Stored data:
((
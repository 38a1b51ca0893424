//! Metric extraction from code metrics XML results
//!
//! Expected document shape:
//!
//! ```text
//! CodeMetricsReport
//!   Targets
//!     Target Name="..."
//!       Assembly
//!         Metrics
//!           Metric Name="..." Value="..."
//! ```
//!
//! Only the first `Target` is read. Only `Metric` elements directly under
//! `Assembly/Metrics` of that target count; namespace and type level metrics
//! deeper in the tree are ignored. The whole document must still be
//! well-formed for the file to be accepted.

use crate::report::{Extraction, FileFailure, MetricRecord};
use anyhow::{Context, Result};
use quick_xml::events::{BytesStart, Event};
use quick_xml::Reader;
use std::borrow::Cow;
use std::path::{Path, PathBuf};

const TARGET_PATH: [&[u8]; 2] = [b"CodeMetricsReport", b"Targets"];
const TARGET: &[u8] = b"Target";
const METRIC_PATH: [&[u8]; 2] = [b"Assembly", b"Metrics"];
const METRIC: &[u8] = b"Metric";
const UTF8_BOM: &[u8] = b"\xEF\xBB\xBF";
const UTF16_LE_BOM: &[u8] = b"\xFF\xFE";
const UTF16_BE_BOM: &[u8] = b"\xFE\xFF";

/// Extract every file in order, keeping failures alongside the records
pub fn extract_reports(paths: &[PathBuf]) -> Extraction {
    let mut extraction = Extraction::default();

    for path in paths {
        match extract_file(path) {
            Ok(record) => {
                tracing::debug!(
                    file = %path.display(),
                    project = record.project_name(),
                    metrics = record.len() - 1,
                    "extracted metrics"
                );
                extraction.records.push(record);
            }
            Err(e) => {
                let reason = format!("{:#}", e);
                tracing::debug!(file = %path.display(), %reason, "skipping result file");
                extraction.failures.push(FileFailure {
                    path: path.clone(),
                    reason,
                });
            }
        }
    }

    extraction
}

/// Read one result file and extract its record
pub fn extract_file(path: &Path) -> Result<MetricRecord> {
    let bytes = std::fs::read(path)
        .with_context(|| format!("failed to read file: {}", path.display()))?;
    parse_metrics_xml(&bytes)
}

/// Where the reader is relative to the first target
enum TargetState {
    Searching,
    /// Inside the target; holds the element depth of the `Target` itself
    Inside(usize),
    Done,
}

/// Extract the record from an in-memory XML document
pub fn parse_metrics_xml(bytes: &[u8]) -> Result<MetricRecord> {
    let document = decode_document(bytes)?;
    let mut reader = Reader::from_reader(document.as_ref());
    reader.trim_text(true);
    let mut buf = Vec::new();

    let mut stack: Vec<Vec<u8>> = Vec::new();
    let mut seen_root = false;
    let mut state = TargetState::Searching;
    let mut record: Option<MetricRecord> = None;
    let mut extra_targets = 0usize;

    loop {
        let event = reader.read_event_into(&mut buf).with_context(|| {
            format!("malformed XML at byte {}", reader.buffer_position())
        })?;
        match event {
            Event::Start(tag) | Event::Empty(tag) if stack.is_empty() && seen_root => {
                anyhow::bail!(
                    "multiple root elements (found <{}>)",
                    String::from_utf8_lossy(tag.name().as_ref())
                );
            }
            Event::Start(tag) => {
                seen_root = true;
                visit_element(&tag, &stack, &mut state, &mut record, &mut extra_targets)?;
                stack.push(tag.name().as_ref().to_vec());
                if let TargetState::Inside(0) = state {
                    state = TargetState::Inside(stack.len());
                }
            }
            Event::Empty(tag) => {
                seen_root = true;
                visit_element(&tag, &stack, &mut state, &mut record, &mut extra_targets)?;
                // A self-closing target has no metrics to collect
                if let TargetState::Inside(0) = state {
                    state = TargetState::Done;
                }
            }
            Event::End(tag) => {
                let Some(open) = stack.pop() else {
                    anyhow::bail!(
                        "unexpected closing tag </{}>",
                        String::from_utf8_lossy(tag.name().as_ref())
                    );
                };
                if open.as_slice() != tag.name().as_ref() {
                    anyhow::bail!(
                        "mismatched closing tag </{}>, expected </{}>",
                        String::from_utf8_lossy(tag.name().as_ref()),
                        String::from_utf8_lossy(&open)
                    );
                }
                if let TargetState::Inside(depth) = state {
                    if stack.len() < depth {
                        state = TargetState::Done;
                    }
                }
            }
            Event::Eof => break,
            _ => {}
        }
        buf.clear();
    }

    if let Some(open) = stack.last() {
        anyhow::bail!(
            "unexpected end of document, <{}> is not closed",
            String::from_utf8_lossy(open)
        );
    }
    if !seen_root {
        anyhow::bail!("document has no root element");
    }
    if extra_targets > 0 {
        tracing::debug!(extra_targets, "ignoring additional Target elements");
    }

    record.context("node CodeMetricsReport/Targets/Target not found")
}

/// UTF-8 bytes of the document, transcoding UTF-16 input marked by a BOM
///
/// Any other encoding is passed through and must be ASCII compatible.
fn decode_document(bytes: &[u8]) -> Result<Cow<'_, [u8]>> {
    if let Some(rest) = bytes.strip_prefix(UTF8_BOM) {
        return Ok(Cow::Borrowed(rest));
    }
    let (rest, unit): (&[u8], fn([u8; 2]) -> u16) =
        if let Some(rest) = bytes.strip_prefix(UTF16_LE_BOM) {
            (rest, u16::from_le_bytes)
        } else if let Some(rest) = bytes.strip_prefix(UTF16_BE_BOM) {
            (rest, u16::from_be_bytes)
        } else {
            return Ok(Cow::Borrowed(bytes));
        };

    if rest.len() % 2 != 0 {
        anyhow::bail!("truncated UTF-16 document");
    }
    let units: Vec<u16> = rest
        .chunks_exact(2)
        .map(|pair| unit([pair[0], pair[1]]))
        .collect();
    let text = String::from_utf16(&units).context("invalid UTF-16 document")?;
    Ok(Cow::Owned(text.into_bytes()))
}

/// Handle an opening (or self-closing) element at the position given by `stack`
///
/// Marks entry into the first target with `TargetState::Inside(0)`; the caller
/// fixes up the depth once the element is pushed.
fn visit_element(
    tag: &BytesStart<'_>,
    stack: &[Vec<u8>],
    state: &mut TargetState,
    record: &mut Option<MetricRecord>,
    extra_targets: &mut usize,
) -> Result<()> {
    let name = tag.name();
    let name = name.as_ref();

    if name == TARGET && path_is(stack, &TARGET_PATH) {
        match *state {
            TargetState::Searching => {
                let project_name = attribute_value(tag, b"Name")?.unwrap_or_default();
                *record = Some(MetricRecord::new(project_name));
                *state = TargetState::Inside(0);
            }
            _ => *extra_targets += 1,
        }
        return Ok(());
    }

    if let (TargetState::Inside(depth), Some(record)) = (&*state, record.as_mut()) {
        if name == METRIC && stack.len() >= *depth && path_is(&stack[*depth..], &METRIC_PATH) {
            let metric_name = attribute_value(tag, b"Name")?
                .context("Metric element is missing the Name attribute")?;
            let metric_value = attribute_value(tag, b"Value")?.unwrap_or_default();
            record.insert_metric(metric_name, metric_value)?;
        }
    }

    Ok(())
}

fn path_is(stack: &[Vec<u8>], expected: &[&[u8]]) -> bool {
    stack.len() == expected.len()
        && stack
            .iter()
            .zip(expected)
            .all(|(open, want)| open.as_slice() == *want)
}

/// Unescaped value of the attribute `name`, or None when absent
fn attribute_value(tag: &BytesStart<'_>, name: &[u8]) -> Result<Option<String>> {
    for attr in tag.attributes() {
        let attr = attr.context("malformed attribute")?;
        if attr.key.as_ref() == name {
            let value = attr.unescape_value().with_context(|| {
                format!(
                    "invalid value for attribute {}",
                    String::from_utf8_lossy(name)
                )
            })?;
            return Ok(Some(value.into_owned()));
        }
    }
    Ok(None)
}
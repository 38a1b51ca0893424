//! Metricreport CLI - aggregate code metrics results into one HTML report

#![deny(warnings)]

// Global invariants enforced:
// - Usage and input errors exit non-zero without writing a report
// - Identical input yields byte-for-byte identical output

use anyhow::Context;
use clap::Parser;
use metricreport_core::args::{self, Invocation};
use metricreport_core::{collect_reports, config, write_report};
use std::process::ExitCode;
use tracing_subscriber::EnvFilter;

#[derive(Parser, Debug)]
#[command(name = "metricreport")]
#[command(about = "Aggregate code metrics XML results into one HTML report")]
#[command(version = env!("METRICREPORT_VERSION"))]
struct Cli {
    /// Debug logging on stderr (overridden by RUST_LOG)
    #[arg(short, long)]
    verbose: bool,

    /// Report arguments in /key:value form; pass /? alone for details
    #[arg(value_name = "/KEY:VALUE", allow_hyphen_values = true)]
    tokens: Vec<String>,
}

fn main() -> ExitCode {
    let cli = Cli::parse();
    init_logging(cli.verbose);
    tracing::debug!(?cli, "parsed CLI arguments");

    match execute(&cli.tokens) {
        Ok(code) => code,
        Err(e) => {
            println!("{:#}", e);
            ExitCode::FAILURE
        }
    }
}

fn init_logging(verbose: bool) {
    let default_level = if verbose { "debug" } else { "warn" };
    let filter =
        EnvFilter::try_from_default_env().unwrap_or_else(|_| EnvFilter::new(default_level));

    tracing_subscriber::fmt()
        .with_env_filter(filter)
        .with_writer(std::io::stderr)
        .with_target(false)
        .init();
}

fn execute(tokens: &[String]) -> anyhow::Result<ExitCode> {
    let arg_map = match args::parse_args(tokens) {
        Ok(Invocation::Help) => {
            println!("{}", args::HELP_TEXT);
            return Ok(ExitCode::SUCCESS);
        }
        Ok(Invocation::Run(map)) => map,
        Err(e) => return Ok(usage_failure(&e)),
    };

    let cwd = std::env::current_dir().context("failed to determine working directory")?;
    let config = match config::resolve(&arg_map, &cwd) {
        Ok(config) => config,
        Err(e) => return Ok(usage_failure(&e)),
    };

    if let Some(config_path) = &config.config_path {
        println!("Using config: {}", config_path.display());
    }

    let Some(extraction) = collect_reports(&config)? else {
        println!(
            "No code metric result file under {} with the pattern {}.",
            config.result_dir.display(),
            config.result_pattern
        );
        return Ok(ExitCode::SUCCESS);
    };

    // Skipped files are listed before the write is attempted
    for failure in &extraction.failures {
        println!(
            "Failed to parse file: {}. Reason: {}",
            failure.path.display(),
            failure.reason
        );
    }
    if !extraction.failures.is_empty() {
        println!(
            "Skipped {} of {} file(s) due to parse errors",
            extraction.failures.len(),
            extraction.processed()
        );
    }

    write_report(&config, &extraction)?;
    println!(
        "HTML report with {} project(s) written to: {}",
        extraction.records.len(),
        config.html_report.display()
    );

    Ok(ExitCode::SUCCESS)
}

/// Print the problem and the usage line, then fail
fn usage_failure(error: &anyhow::Error) -> ExitCode {
    println!("{:#}", error);
    println!("{}", args::usage_message());
    ExitCode::FAILURE
}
))
• Exercise prompt:
Look through the data above and return each line where the string "Parser" occurs.

• Task result:
use clap::Parser;
#[derive(Parser, Debug)]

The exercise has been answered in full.